Fast Lenses for the Epson R-D1 (http://www.luminous-landscape.com/reviews/lenses/fastlensreview.shtml)

Sean Reid
05-11-2005, 17:38
Thank you Peter!

Best,

Sean

back alley
05-11-2005, 18:06
wow, that is some read! (no pun intended)

i'll need to read it again to digest all that info more fully.
great job sean, lots of work represented there.

joe

sychan
05-11-2005, 22:51
It was an excellent article, and kind of a cool "how to evaluate lenses" lesson too.

Jim Watts
05-12-2005, 02:11
Sean,
This is a really excellent in depth review. I particularly like how you guide the reader not to look for winners, but to use it as a reference for their own needs. I think it may turn out to be a reference classic for working photographers seeking how to judge lenses in real world use.. I for one will be returning to it.

Sean Reid
05-12-2005, 05:50
Great review, sean.
One thing is that current Noctilux do not have any aspherical element.
Rare 50/1,2 Noctilux has one, but not for 50/1.0

Sang

Sang,

Thank you and thanks for the correction. I'm sending it to my editor right now. Much obliged.

Sean

Sean Reid
05-12-2005, 05:53
Sychan and Jim,

Thank you. I hope it does end up being useful as one kind of reference source.

Best,

Sean

HenningW
05-12-2005, 15:27
Nice writeup, Sean. I've shot with all those lenses except the 35/1.7 Cosina and 35/1.5 Canon on film cameras, and my impressions are quite in line with yours. I can certainly understand that the higher contrast of the latest Leica lenses can cause problems with the dynamic range, even though I missed that in the time I had the R-D1 to use. On film with a decent shoulder that's not an issue, of course but it certainly has its own look.
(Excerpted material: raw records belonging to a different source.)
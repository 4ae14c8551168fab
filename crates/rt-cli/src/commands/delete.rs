use colored::Colorize;

use super::Context;

pub fn run(ctx: &Context, name: &str) -> Result<(), String> {
    let store = ctx.open_store()?;
    store.delete_table(name).map_err(|e| format!("{e}"))?;
    println!("  {} table '{name}'", "Deleted".red().bold());
    Ok(())
}
use tracing::debug;

use crate::engine::RollEngine;
use crate::error::{TableError, TableResult};
use crate::table::{Meta, Row, Table, parse_range};

impl Table {
    /// Build a table from records. The first record is the header.
    ///
    /// A non-empty `roll_expression` makes the table rollable: the first
    /// column of every data row must then be a die value (`3`) or an
    /// inclusive range (`3-4`). Without a roll expression rows are keyed by
    /// their 1-based position.
    ///
    /// Loading is atomic. Any invalid row fails the whole load.
    pub fn load<I, Rec, S, R>(
        records: I,
        name: &str,
        roll_expression: &str,
        engine: &RollEngine<R>,
    ) -> TableResult<Self>
    where
        I: IntoIterator<Item = Rec>,
        Rec: IntoIterator<Item = S>,
        S: Into<String>,
    {
        let mut records = records
            .into_iter()
            .map(|record| record.into_iter().map(Into::into).collect::<Vec<String>>());

        let headers = records.next().ok_or(TableError::MissingHeader)?;
        let rollable = !roll_expression.is_empty();

        let rows = records
            .enumerate()
            .map(|(i, results)| build_row(i + 1, results, &headers, rollable, engine))
            .collect::<TableResult<Vec<Row>>>()?;

        debug!(name, rows = rows.len(), rollable, "loaded table");

        Ok(Self {
            meta: Meta {
                name: name.to_string(),
                column_count: headers.len(),
                headers,
                rollable_table: rollable,
                roll_expression: roll_expression.to_string(),
                ..Meta::default()
            },
            rows,
        })
    }
}

fn build_row<R>(
    position: usize,
    results: Vec<String>,
    headers: &[String],
    rollable: bool,
    engine: &RollEngine<R>,
) -> TableResult<Row> {
    if results.len() != headers.len() {
        return Err(TableError::ColumnCount {
            row: position,
            expected: headers.len(),
            found: results.len(),
        });
    }

    let (die_roll, roll_range) = if rollable {
        let first = results.first().map(String::as_str).unwrap_or_default();
        match parse_range(first) {
            Some((start, _)) => (start, first.to_string()),
            None => {
                let roll = first.parse().map_err(|_| TableError::InvalidDieRoll {
                    row: position,
                    value: first.to_string(),
                })?;
                (roll, String::new())
            }
        }
    } else {
        let ordinal = i64::try_from(position).unwrap_or(i64::MAX);
        (ordinal, String::new())
    };

    let has_roll_expression = results.iter().any(|value| engine.is_rollable_string(value));

    Ok(Row {
        die_roll,
        roll_range,
        has_roll_expression,
        results,
    })
}

#[cfg(test)]
mod tests {
    use super::*;
    use crate::config::EngineConfig;

    fn engine() -> RollEngine {
        RollEngine::new(&EngineConfig::default().with_seed(1))
    }

    fn row(die_roll: i64, roll_range: &str, has_roll_expression: bool, results: &[&str]) -> Row {
        Row {
            die_roll,
            roll_range: roll_range.to_string(),
            has_roll_expression,
            results: results.iter().map(|s| (*s).to_string()).collect(),
        }
    }

    #[test]
    fn load_rollable_table() {
        let records = vec![
            vec!["D6", "Result", "Description"],
            vec!["1", "Fight {{1d1}} rats", "The party runs across some dirty rats."],
            vec!["2", "No encounter", "Nothing to see here."],
            vec!["3", "{{1d1+1}} bats attack", "Angry bats swarm."],
        ];
        let table = Table::load(records, "test", "d6", &engine()).unwrap();

        let meta = Meta {
            name: "test".to_string(),
            headers: vec!["D6".into(), "Result".into(), "Description".into()],
            column_count: 3,
            rollable_table: true,
            roll_expression: "d6".to_string(),
            ..Meta::default()
        };
        assert_eq!(table.meta, meta);
        assert_eq!(
            table.rows,
            vec![
                row(1, "", true, &["1", "Fight {{1d1}} rats", "The party runs across some dirty rats."]),
                row(2, "", false, &["2", "No encounter", "Nothing to see here."]),
                row(3, "", true, &["3", "{{1d1+1}} bats attack", "Angry bats swarm."]),
            ]
        );
    }

    #[test]
    fn load_ranged_table() {
        let records = vec![
            vec!["D6", "Result"],
            vec!["1-2", "You rolled a 1 or 2"],
            vec!["3-4", "You rolled a 3 or 4"],
            vec!["5-6", "You rolled a 5 or 6"],
        ];
        let table = Table::load(records, "ranged", "d6", &engine()).unwrap();
        assert_eq!(table.meta.column_count, 2);
        assert_eq!(
            table.rows,
            vec![
                row(1, "1-2", false, &["1-2", "You rolled a 1 or 2"]),
                row(3, "3-4", false, &["3-4", "You rolled a 3 or 4"]),
                row(5, "5-6", false, &["5-6", "You rolled a 5 or 6"]),
            ]
        );
    }

    #[test]
    fn load_non_rollable_uses_ordinals() {
        let records = vec![
            vec!["Name", "Trait"],
            vec!["Bram", "grumpy"],
            vec!["Ilse", "curious"],
        ];
        let table = Table::load(records, "npcs", "", &engine()).unwrap();
        assert!(!table.meta.rollable_table);
        assert!(table.meta.roll_expression.is_empty());
        assert_eq!(table.rows[0].die_roll, 1);
        assert_eq!(table.rows[1].die_roll, 2);
        assert!(table.rows.iter().all(|r| r.roll_range.is_empty()));
    }

    #[test]
    fn load_rejects_non_integer_first_column() {
        let records = vec![
            vec!["D3", "Result", "Description"],
            vec!["A", "Fight {{1d1}} rats", "Dirty rats."],
            vec!["2:8", "No encounter", "Nothing to see here."],
            vec!["3", "A wolf", "Careful."],
        ];
        let err = Table::load(records, "bad", "d6", &engine()).unwrap_err();
        assert!(matches!(err, TableError::InvalidDieRoll { row: 1, .. }));
        assert!(
            err.to_string()
                .starts_with("first column must be an integer since it represents a die roll")
        );
    }

    #[test]
    fn load_rejects_malformed_range() {
        let records = vec![vec!["D6", "Result"], vec!["1-2-3", "nope"]];
        assert!(matches!(
            Table::load(records, "bad", "d6", &engine()),
            Err(TableError::InvalidDieRoll { .. })
        ));
    }

    #[test]
    fn load_rejects_column_count_mismatch() {
        let records = vec![vec!["D6", "Result"], vec!["1", "ok"], vec!["2"]];
        assert!(matches!(
            Table::load(records, "short", "d6", &engine()),
            Err(TableError::ColumnCount {
                row: 2,
                expected: 2,
                found: 1
            })
        ));
    }

    #[test]
    fn load_requires_a_header() {
        let records: Vec<Vec<String>> = Vec::new();
        assert!(matches!(
            Table::load(records, "empty", "d6", &engine()),
            Err(TableError::MissingHeader)
        ));
    }

    #[test]
    fn every_row_matches_column_count() {
        let records = vec![
            vec!["D4", "A", "B", "C"],
            vec!["1", "a", "b", "c"],
            vec!["2-4", "a", "{{d4}}", "c"],
        ];
        let table = Table::load(records, "wide", "d4", &engine()).unwrap();
        assert_eq!(table.meta.column_count, table.meta.headers.len());
        assert!(
            table
                .rows
                .iter()
                .all(|r| r.results.len() == table.meta.column_count)
        );
    }
}
//! Error types for table persistence.

use std::path::PathBuf;

/// Result type for store operations.
pub type StoreResult<T> = Result<T, StoreError>;

/// Errors that can occur while persisting or reading tables.
#[derive(Debug, thiserror::Error)]
pub enum StoreError {
    /// The table has no name and cannot be stored.
    #[error("table invalid")]
    TableInvalid,

    /// No table is stored under the name.
    #[error("table does not exist: {0}")]
    TableDoesNotExist(String),

    /// Another thread panicked while holding the store lock.
    #[error("store lock poisoned")]
    LockPoisoned,

    /// The backend name is not one of the supported ones.
    #[error("unknown store backend: {0} (expected file or kv)")]
    UnknownBackend(String),

    /// A file system operation failed.
    #[error("{}: {source}", path.display())]
    Io {
        /// The file or directory involved.
        path: PathBuf,
        /// The underlying error.
        source: std::io::Error,
    },

    /// A table could not be encoded or decoded.
    #[error("table encoding: {0}")]
    Json(#[from] serde_json::Error),

    /// A CSV file could not be read or written.
    #[error("csv: {0}")]
    Csv(#[from] csv::Error),

    /// The key-value database could not be opened.
    #[error("database: {0}")]
    Database(#[from] redb::DatabaseError),

    /// A key-value transaction could not be started.
    #[error("transaction: {0}")]
    Transaction(#[from] redb::TransactionError),

    /// A key-value table could not be opened.
    #[error("database table: {0}")]
    Table(#[from] redb::TableError),

    /// A key-value read or write failed.
    #[error("storage: {0}")]
    Storage(#[from] redb::StorageError),

    /// A key-value transaction could not be committed.
    #[error("commit: {0}")]
    Commit(#[from] redb::CommitError),
}

impl StoreError {
    /// Wrap an I/O error with the path it happened on.
    pub fn io(path: impl Into<PathBuf>) -> impl FnOnce(std::io::Error) -> Self {
        let path = path.into();
        move |source| Self::Io { path, source }
    }
}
Have you tried reducing the contrast of any of these lenses by use of a filter? I know it's not the same as using a low contrast lens, but it might be a workaround under some circumstances. Some of my UV filters that haven't been used in years have developed a bit of 'scum' that might do the trick. ;)

Henning

HenningW
05-12-2005, 15:30
I forgot to mention, Sean, that your daughter deserves a special commendation for helping you with the material. I could never get my daughter to do that for me.

Henning

Sean Reid
05-12-2005, 17:10
Hi Henning,

My daughter is herself a young photographer and she was willing to serve as model in exchange for a blueberry pancake breakfast at a diner (pre-shoot). I told her there was no need to fake a smile for the pictures (which she doesn't normally do anyway, having grown up around me) and so what we see in the pictures is a patient and somewhat bored nine-year old. The great thing about Cheyenne is that she'd do it again in a heartbeat, no problem. She knows it takes a long time but that its for a good cause. She also helped me to choose and arrange the various objects shown in the pictures.

The way I'm dealing with matching lenses and contrast is to use my CV lenses in various kinds of light and my Canon lenses in bright sunlight. I'd own the Summilux 35 and 50 in a heartbeat but I don't want to spend that kind of money now when other obligations have to take priority. The Leica Asph lens I'd buy first would be the 35/1.4.

Cheers,

Sean

Peter Klein
05-12-2005, 20:44
Sean:

Well done!

I want to add my kudos to the comments about your article. We all owe you a vote of thanks for such a massive and thorough piece of work. What a concept-- a "lens test" that is really about the pictorial effect of how lenses draw their images. Lines per millimeter and MTF graphs have their place, but your article really gets to the heart of the matter in the way that photographers can relate to instantly.

I've long had a feeling that a DRF is in my future. Maybe not the RD-1, but perhaps a successor or a sibling. After I read your article, that premonition is stronger.

I notice that you also shoot an Olympus E-1. So we have similar tastes--I shoot Leica M and an E-1, too. Could you maybe give a few words about how the images from the RD-1 and the E-1 compare? I've looked over your wedding pictures, but they are not big enough to see the fine points, and the Flash show prevents me from looking at EXIF data.

--Peter

Beniliam
05-12-2005, 23:12
Sean congrath for your website, your photos, and your excellent review of the RD1.

pfogle
05-13-2005, 02:57
Sean... just another vote of thanks and, well, amazement at the amount of energy you've put into your tests, and into encouraging us here in the forum.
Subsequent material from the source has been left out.